§ YOUR INSTRUCTIONS:
Print each record below character for character.

§ PROVIDED INFORMATION:
>>>>

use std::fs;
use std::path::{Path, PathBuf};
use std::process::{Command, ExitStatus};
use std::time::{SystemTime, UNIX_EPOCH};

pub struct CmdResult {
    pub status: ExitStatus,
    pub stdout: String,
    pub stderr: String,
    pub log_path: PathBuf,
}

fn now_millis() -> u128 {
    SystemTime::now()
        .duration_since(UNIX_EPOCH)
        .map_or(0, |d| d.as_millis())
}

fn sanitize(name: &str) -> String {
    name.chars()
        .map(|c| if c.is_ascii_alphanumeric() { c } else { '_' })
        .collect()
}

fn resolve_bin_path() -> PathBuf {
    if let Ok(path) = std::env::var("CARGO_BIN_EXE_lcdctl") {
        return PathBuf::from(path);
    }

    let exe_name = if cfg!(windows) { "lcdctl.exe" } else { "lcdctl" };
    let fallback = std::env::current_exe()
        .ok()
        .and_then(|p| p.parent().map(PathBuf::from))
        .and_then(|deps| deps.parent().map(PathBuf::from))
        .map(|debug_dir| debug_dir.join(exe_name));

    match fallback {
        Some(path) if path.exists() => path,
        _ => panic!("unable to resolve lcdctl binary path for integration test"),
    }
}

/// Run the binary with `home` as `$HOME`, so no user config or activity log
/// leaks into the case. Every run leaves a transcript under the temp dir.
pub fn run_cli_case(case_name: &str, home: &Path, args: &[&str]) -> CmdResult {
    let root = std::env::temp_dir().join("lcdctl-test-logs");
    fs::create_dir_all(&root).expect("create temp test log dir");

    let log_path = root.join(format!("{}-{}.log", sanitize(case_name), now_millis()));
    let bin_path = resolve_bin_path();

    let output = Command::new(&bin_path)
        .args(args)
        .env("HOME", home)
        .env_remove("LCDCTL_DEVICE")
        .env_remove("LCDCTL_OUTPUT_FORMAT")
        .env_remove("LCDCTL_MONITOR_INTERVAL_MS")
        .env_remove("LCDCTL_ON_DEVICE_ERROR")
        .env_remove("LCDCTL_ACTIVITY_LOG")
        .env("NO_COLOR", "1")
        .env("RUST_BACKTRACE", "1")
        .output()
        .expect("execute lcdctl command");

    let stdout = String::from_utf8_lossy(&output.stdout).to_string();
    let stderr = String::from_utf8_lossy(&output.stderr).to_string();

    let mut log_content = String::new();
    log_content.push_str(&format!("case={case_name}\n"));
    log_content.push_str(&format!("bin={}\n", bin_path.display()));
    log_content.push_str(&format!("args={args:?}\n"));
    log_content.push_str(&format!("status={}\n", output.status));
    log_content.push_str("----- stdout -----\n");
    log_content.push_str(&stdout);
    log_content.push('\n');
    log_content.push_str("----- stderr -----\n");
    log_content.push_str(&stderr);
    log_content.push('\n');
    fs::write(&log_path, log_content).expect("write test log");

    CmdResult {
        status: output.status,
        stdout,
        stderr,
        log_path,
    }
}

<<<<

§ TASK SOLUTION:
use std::fs;
use std::path::{Path, PathBuf};
use std::process::{Command, ExitStatus};
use std::time::{SystemTime, UNIX_EPOCH};

pub struct CmdResult {
    pub status: ExitStatus,
    pub stdout: String,
    pub stderr: String,
    pub log_path: PathBuf,
}

fn now_millis() -> u128 {
    SystemTime::now()
        .duration_since(UNIX_EPOCH)
        .map_or(0, |d| d.as_millis())
}

fn sanitize(name: &str) -> String {
    name.chars()
        .map(|c| if c.is_ascii_alphanumeric() { c } else { '_' })
        .collect()
}

fn resolve_bin_path() -> PathBuf {
    if let Ok(path) = std::env::var("CARGO_BIN_EXE_lcdctl") {
        return PathBuf::from(path);
    }

    let exe_name = if cfg!(windows) { "lcdctl.exe" } else { "lcdctl" };
    let fallback = std::env::current_exe()
        .ok()
        .and_then(|p| p.parent().map(PathBuf::from))
        .and_then(|deps| deps.parent().map(PathBuf::from))
        .map(|debug_dir| debug_dir.join(exe_name));

    match fallback {
        Some(path) if path.exists() => path,
        _ => panic!("unable to resolve lcdctl binary path for integration test"),
    }
}

/// Run the binary with `home` as `$HOME`, so no user config or activity log
/// leaks into the case. Every run leaves a transcript under the temp dir.
pub fn run_cli_case(case_name: &str, home: &Path, args: &[&str]) -> CmdResult {
    let root = std::env::temp_dir().join("lcdctl-test-logs");
    fs::create_dir_all(&root).expect("create temp test log dir");

    let log_path = root.join(format!("{}-{}.log", sanitize(case_name), now_millis()));
    let bin_path = resolve_bin_path();

    let output = Command::new(&bin_path)
        .args(args)
        .env("HOME", home)
        .env_remove("LCDCTL_DEVICE")
        .env_remove("LCDCTL_OUTPUT_FORMAT")
        .env_remove("LCDCTL_MONITOR_INTERVAL_MS")
        .env_remove("LCDCTL_ON_DEVICE_ERROR")
        .env_remove("LCDCTL_ACTIVITY_LOG")
        .env("NO_COLOR", "1")
        .env("RUST_BACKTRACE", "1")
        .output()
        .expect("execute lcdctl command");

    let stdout = String::from_utf8_lossy(&output.stdout).to_string();
    let stderr = String::from_utf8_lossy(&output.stderr).to_string();

    let mut log_content = String::new();
    log_content.push_str(&format!("case={case_name}\n"));
    log_content.push_str(&format!("bin={}\n", bin_path.display()));
    log_content.push_str(&format!("args={args:?}\n"));
    log_content.push_str(&format!("status={}\n", output.status));
    log_content.push_str("----- stdout -----\n");
    log_content.push_str(&stdout);
    log_content.push('\n');
    log_content.push_str("----- stderr -----\n");
    log_content.push_str(&stderr);
    log_content.push('\n');
    fs::write(&log_path, log_content).expect("write test log");

    CmdResult {
        status: output.status,
        stdout,
        stderr,
        log_path,
    }
}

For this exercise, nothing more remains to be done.